(Records shown):
-=-=-
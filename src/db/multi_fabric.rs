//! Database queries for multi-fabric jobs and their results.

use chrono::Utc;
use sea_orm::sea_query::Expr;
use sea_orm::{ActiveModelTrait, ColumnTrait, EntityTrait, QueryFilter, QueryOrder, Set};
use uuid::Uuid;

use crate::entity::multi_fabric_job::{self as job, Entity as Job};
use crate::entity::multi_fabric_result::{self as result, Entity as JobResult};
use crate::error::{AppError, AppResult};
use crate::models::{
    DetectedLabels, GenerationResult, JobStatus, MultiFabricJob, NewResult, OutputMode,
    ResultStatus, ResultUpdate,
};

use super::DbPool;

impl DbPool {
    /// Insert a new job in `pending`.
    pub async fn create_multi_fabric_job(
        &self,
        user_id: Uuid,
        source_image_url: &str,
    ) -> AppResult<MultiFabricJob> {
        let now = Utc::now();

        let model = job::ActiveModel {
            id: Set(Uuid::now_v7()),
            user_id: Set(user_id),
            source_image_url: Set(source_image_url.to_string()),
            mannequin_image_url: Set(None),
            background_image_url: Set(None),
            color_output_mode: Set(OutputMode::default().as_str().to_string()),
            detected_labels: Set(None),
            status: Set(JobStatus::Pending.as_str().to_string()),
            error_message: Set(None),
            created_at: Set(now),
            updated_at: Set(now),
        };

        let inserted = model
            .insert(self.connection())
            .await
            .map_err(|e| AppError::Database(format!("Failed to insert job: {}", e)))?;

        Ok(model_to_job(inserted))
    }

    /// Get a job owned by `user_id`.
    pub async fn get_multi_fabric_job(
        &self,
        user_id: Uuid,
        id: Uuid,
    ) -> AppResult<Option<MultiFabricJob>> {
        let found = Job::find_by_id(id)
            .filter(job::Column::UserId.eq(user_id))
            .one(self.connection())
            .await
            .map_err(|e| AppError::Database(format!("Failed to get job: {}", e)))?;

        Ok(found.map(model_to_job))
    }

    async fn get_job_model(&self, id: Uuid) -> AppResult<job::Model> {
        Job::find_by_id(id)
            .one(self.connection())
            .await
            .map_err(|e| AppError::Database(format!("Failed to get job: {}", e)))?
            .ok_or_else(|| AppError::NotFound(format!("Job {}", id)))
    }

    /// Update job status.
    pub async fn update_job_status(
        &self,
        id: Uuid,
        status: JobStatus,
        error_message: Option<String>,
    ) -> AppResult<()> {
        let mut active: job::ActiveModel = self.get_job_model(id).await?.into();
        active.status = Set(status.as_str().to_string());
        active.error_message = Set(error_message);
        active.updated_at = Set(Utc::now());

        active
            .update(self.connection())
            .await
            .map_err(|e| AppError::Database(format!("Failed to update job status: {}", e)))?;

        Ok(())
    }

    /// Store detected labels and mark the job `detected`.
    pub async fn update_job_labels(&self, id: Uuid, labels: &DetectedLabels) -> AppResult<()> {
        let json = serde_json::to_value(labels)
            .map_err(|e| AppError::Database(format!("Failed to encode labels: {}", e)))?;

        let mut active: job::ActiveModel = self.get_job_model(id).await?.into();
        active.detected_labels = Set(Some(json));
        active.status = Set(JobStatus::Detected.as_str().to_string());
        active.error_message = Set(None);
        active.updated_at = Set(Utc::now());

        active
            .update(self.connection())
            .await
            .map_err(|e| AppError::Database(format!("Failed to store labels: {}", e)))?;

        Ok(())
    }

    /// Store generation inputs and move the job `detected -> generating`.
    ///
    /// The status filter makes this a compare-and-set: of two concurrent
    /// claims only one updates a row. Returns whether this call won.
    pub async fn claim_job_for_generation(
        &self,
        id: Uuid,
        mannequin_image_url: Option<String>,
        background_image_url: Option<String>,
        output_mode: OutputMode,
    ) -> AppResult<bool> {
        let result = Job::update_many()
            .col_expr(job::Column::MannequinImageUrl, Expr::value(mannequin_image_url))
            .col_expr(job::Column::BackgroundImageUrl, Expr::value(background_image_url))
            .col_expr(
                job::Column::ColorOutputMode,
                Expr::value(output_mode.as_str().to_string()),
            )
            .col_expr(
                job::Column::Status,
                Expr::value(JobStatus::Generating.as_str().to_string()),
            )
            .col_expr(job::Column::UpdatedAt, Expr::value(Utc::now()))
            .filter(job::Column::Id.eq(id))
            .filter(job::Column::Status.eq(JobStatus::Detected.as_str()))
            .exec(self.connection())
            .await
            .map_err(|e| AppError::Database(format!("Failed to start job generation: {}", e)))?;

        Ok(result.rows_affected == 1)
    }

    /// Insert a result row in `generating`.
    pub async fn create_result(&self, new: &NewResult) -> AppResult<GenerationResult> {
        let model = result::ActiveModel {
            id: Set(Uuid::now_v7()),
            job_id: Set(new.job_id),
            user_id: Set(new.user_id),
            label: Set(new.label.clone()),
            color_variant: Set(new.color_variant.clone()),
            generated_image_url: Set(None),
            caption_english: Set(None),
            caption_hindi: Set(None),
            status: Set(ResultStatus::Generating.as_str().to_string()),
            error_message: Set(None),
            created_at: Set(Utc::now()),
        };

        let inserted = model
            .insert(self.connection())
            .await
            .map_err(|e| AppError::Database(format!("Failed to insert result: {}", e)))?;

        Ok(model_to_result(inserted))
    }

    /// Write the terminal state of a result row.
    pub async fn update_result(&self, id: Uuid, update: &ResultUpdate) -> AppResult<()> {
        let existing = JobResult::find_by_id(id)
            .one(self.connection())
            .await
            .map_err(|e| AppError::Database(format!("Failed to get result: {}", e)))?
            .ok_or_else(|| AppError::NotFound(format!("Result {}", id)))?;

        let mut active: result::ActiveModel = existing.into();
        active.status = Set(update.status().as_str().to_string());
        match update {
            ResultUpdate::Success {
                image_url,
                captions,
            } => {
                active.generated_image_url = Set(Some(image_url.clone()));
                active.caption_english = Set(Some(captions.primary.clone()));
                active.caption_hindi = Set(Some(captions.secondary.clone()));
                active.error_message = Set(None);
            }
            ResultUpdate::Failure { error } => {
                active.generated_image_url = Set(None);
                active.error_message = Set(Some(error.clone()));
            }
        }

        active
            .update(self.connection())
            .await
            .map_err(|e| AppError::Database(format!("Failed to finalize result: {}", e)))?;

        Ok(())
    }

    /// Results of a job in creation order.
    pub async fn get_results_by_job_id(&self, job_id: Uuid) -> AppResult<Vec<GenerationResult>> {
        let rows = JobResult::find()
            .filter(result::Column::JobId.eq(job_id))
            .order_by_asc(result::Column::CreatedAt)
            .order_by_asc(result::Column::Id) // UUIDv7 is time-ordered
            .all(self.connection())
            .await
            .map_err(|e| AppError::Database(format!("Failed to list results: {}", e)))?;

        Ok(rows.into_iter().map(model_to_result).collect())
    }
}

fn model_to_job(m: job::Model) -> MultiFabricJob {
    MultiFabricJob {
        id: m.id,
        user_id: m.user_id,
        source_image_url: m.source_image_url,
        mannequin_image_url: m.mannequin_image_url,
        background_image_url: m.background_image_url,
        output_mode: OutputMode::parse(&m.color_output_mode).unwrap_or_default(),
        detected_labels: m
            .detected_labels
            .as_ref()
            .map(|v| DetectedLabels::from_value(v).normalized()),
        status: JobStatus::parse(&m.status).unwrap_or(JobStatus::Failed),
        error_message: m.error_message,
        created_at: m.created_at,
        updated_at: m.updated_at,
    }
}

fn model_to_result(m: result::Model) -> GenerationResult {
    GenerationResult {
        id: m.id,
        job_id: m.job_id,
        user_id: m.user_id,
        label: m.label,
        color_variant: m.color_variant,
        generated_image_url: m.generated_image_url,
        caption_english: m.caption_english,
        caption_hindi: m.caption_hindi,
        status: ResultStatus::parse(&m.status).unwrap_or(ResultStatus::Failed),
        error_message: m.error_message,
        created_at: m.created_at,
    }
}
-=-=-
The entries above must each be repeated exactly.

filename src/db/multi_fabric.rs
//! Database queries for multi-fabric jobs and their results.

use chrono::Utc;
use sea_orm::sea_query::Expr;
use sea_orm::{ActiveModelTrait, ColumnTrait, EntityTrait, QueryFilter, QueryOrder, Set};
use uuid::Uuid;

use crate::entity::multi_fabric_job::{self as job, Entity as Job};
use crate::entity::multi_fabric_result::{self as result, Entity as JobResult};
use crate::error::{AppError, AppResult};
use crate::models::{
    DetectedLabels, GenerationResult, JobStatus, MultiFabricJob, NewResult, OutputMode,
    ResultStatus, ResultUpdate,
};

use super::DbPool;

impl DbPool {
    /// Insert a new job in `pending`.
    pub async fn create_multi_fabric_job(
        &self,
        user_id: Uuid,
        source_image_url: &str,
    ) -> AppResult<MultiFabricJob> {
        let now = Utc::now();

        let model = job::ActiveModel {
            id: Set(Uuid::now_v7()),
            user_id: Set(user_id),
            source_image_url: Set(source_image_url.to_string()),
            mannequin_image_url: Set(None),
            background_image_url: Set(None),
            color_output_mode: Set(OutputMode::default().as_str().to_string()),
            detected_labels: Set(None),
            status: Set(JobStatus::Pending.as_str().to_string()),
            error_message: Set(None),
            created_at: Set(now),
            updated_at: Set(now),
        };

        let inserted = model
            .insert(self.connection())
            .await
            .map_err(|e| AppError::Database(format!("Failed to insert job: {}", e)))?;

        Ok(model_to_job(inserted))
    }

    /// Get a job owned by `user_id`.
    pub async fn get_multi_fabric_job(
        &self,
        user_id: Uuid,
        id: Uuid,
    ) -> AppResult<Option<MultiFabricJob>> {
        let found = Job::find_by_id(id)
            .filter(job::Column::UserId.eq(user_id))
            .one(self.connection())
            .await
            .map_err(|e| AppError::Database(format!("Failed to get job: {}", e)))?;

        Ok(found.map(model_to_job))
    }

    async fn get_job_model(&self, id: Uuid) -> AppResult<job::Model> {
        Job::find_by_id(id)
            .one(self.connection())
            .await
            .map_err(|e| AppError::Database(format!("Failed to get job: {}", e)))?
            .ok_or_else(|| AppError::NotFound(format!("Job {}", id)))
    }

    /// Update job status.
    pub async fn update_job_status(
        &self,
        id: Uuid,
        status: JobStatus,
        error_message: Option<String>,
    ) -> AppResult<()> {
        let mut active: job::ActiveModel = self.get_job_model(id).await?.into();
        active.status = Set(status.as_str().to_string());
        active.error_message = Set(error_message);
        active.updated_at = Set(Utc::now());

        active
            .update(self.connection())
            .await
            .map_err(|e| AppError::Database(format!("Failed to update job status: {}", e)))?;

        Ok(())
    }

    /// Store detected labels and mark the job `detected`.
    pub async fn update_job_labels(&self, id: Uuid, labels: &DetectedLabels) -> AppResult<()> {
        let json = serde_json::to_value(labels)
            .map_err(|e| AppError::Database(format!("Failed to encode labels: {}", e)))?;

        let mut active: job::ActiveModel = self.get_job_model(id).await?.into();
        active.detected_labels = Set(Some(json));
        active.status = Set(JobStatus::Detected.as_str().to_string());
        active.error_message = Set(None);
        active.updated_at = Set(Utc::now());

        active
            .update(self.connection())
            .await
            .map_err(|e| AppError::Database(format!("Failed to store labels: {}", e)))?;

        Ok(())
    }

    /// Store generation inputs and move the job `detected -> generating`.
    ///
    /// The status filter makes this a compare-and-set: of two concurrent
    /// claims only one updates a row. Returns whether this call won.
    pub async fn claim_job_for_generation(
        &self,
        id: Uuid,
        mannequin_image_url: Option<String>,
        background_image_url: Option<String>,
        output_mode: OutputMode,
    ) -> AppResult<bool> {
        let result = Job::update_many()
            .col_expr(job::Column::MannequinImageUrl, Expr::value(mannequin_image_url))
            .col_expr(job::Column::BackgroundImageUrl, Expr::value(background_image_url))
            .col_expr(
                job::Column::ColorOutputMode,
                Expr::value(output_mode.as_str().to_string()),
            )
            .col_expr(
                job::Column::Status,
                Expr::value(JobStatus::Generating.as_str().to_string()),
            )
            .col_expr(job::Column::UpdatedAt, Expr::value(Utc::now()))
            .filter(job::Column::Id.eq(id))
            .filter(job::Column::Status.eq(JobStatus::Detected.as_str()))
            .exec(self.connection())
            .await
            .map_err(|e| AppError::Database(format!("Failed to start job generation: {}", e)))?;

        Ok(result.rows_affected == 1)
    }

    /// Insert a result row in `generating`.
    pub async fn create_result(&self, new: &NewResult) -> AppResult<GenerationResult> {
        let model = result::ActiveModel {
            id: Set(Uuid::now_v7()),
            job_id: Set(new.job_id),
            user_id: Set(new.user_id),
            label: Set(new.label.clone()),
            color_variant: Set(new.color_variant.clone()),
            generated_image_url: Set(None),
            caption_english: Set(None),
            caption_hindi: Set(None),
            status: Set(ResultStatus::Generating.as_str().to_string()),
            error_message: Set(None),
            created_at: Set(Utc::now()),
        };

        let inserted = model
            .insert(self.connection())
            .await
            .map_err(|e| AppError::Database(format!("Failed to insert result: {}", e)))?;

        Ok(model_to_result(inserted))
    }

    /// Write the terminal state of a result row.
    pub async fn update_result(&self, id: Uuid, update: &ResultUpdate) -> AppResult<()> {
        let existing = JobResult::find_by_id(id)
            .one(self.connection())
            .await
            .map_err(|e| AppError::Database(format!("Failed to get result: {}", e)))?
            .ok_or_else(|| AppError::NotFound(format!("Result {}", id)))?;

        let mut active: result::ActiveModel = existing.into();
        active.status = Set(update.status().as_str().to_string());
        match update {
            ResultUpdate::Success {
                image_url,
                captions,
            } => {
                active.generated_image_url = Set(Some(image_url.clone()));
                active.caption_english = Set(Some(captions.primary.clone()));
                active.caption_hindi = Set(Some(captions.secondary.clone()));
                active.error_message = Set(None);
            }
            ResultUpdate::Failure { error } => {
                active.generated_image_url = Set(None);
                active.error_message = Set(Some(error.clone()));
            }
        }

        active
            .update(self.connection())
            .await
            .map_err(|e| AppError::Database(format!("Failed to finalize result: {}", e)))?;

        Ok(())
    }

    /// Results of a job in creation order.
    pub async fn get_results_by_job_id(&self, job_id: Uuid) -> AppResult<Vec<GenerationResult>> {
        let rows = JobResult::find()
            .filter(result::Column::JobId.eq(job_id))
            .order_by_asc(result::Column::CreatedAt)
            .order_by_asc(result::Column::Id) // UUIDv7 is time-ordered
            .all(self.connection())
            .await
            .map_err(|e| AppError::Database(format!("Failed to list results: {}", e)))?;

        Ok(rows.into_iter().map(model_to_result).collect())
    }
}

fn model_to_job(m: job::Model) -> MultiFabricJob {
    MultiFabricJob {
        id: m.id,
        user_id: m.user_id,
        source_image_url: m.source_image_url,
        mannequin_image_url: m.mannequin_image_url,
        background_image_url: m.background_image_url,
        output_mode: OutputMode::parse(&m.color_output_mode).unwrap_or_default(),
        detected_labels: m
            .detected_labels
            .as_ref()
            .map(|v| DetectedLabels::from_value(v).normalized()),
        status: JobStatus::parse(&m.status).unwrap_or(JobStatus::Failed),
        error_message: m.error_message,
        created_at: m.created_at,
        updated_at: m.updated_at,
    }
}

fn model_to_result(m: result::Model) -> GenerationResult {
    GenerationResult {
        id: m.id,
        job_id: m.job_id,
        user_id: m.user_id,
        label: m.label,
        color_variant: m.color_variant,
        generated_image_url: m.generated_image_url,
        caption_english: m.caption_english,
        caption_hindi: m.caption_hindi,
        status: ResultStatus::parse(&m.status).unwrap_or(ResultStatus::Failed),
        error_message: m.error_message,
        created_at: m.created_at,
    }
}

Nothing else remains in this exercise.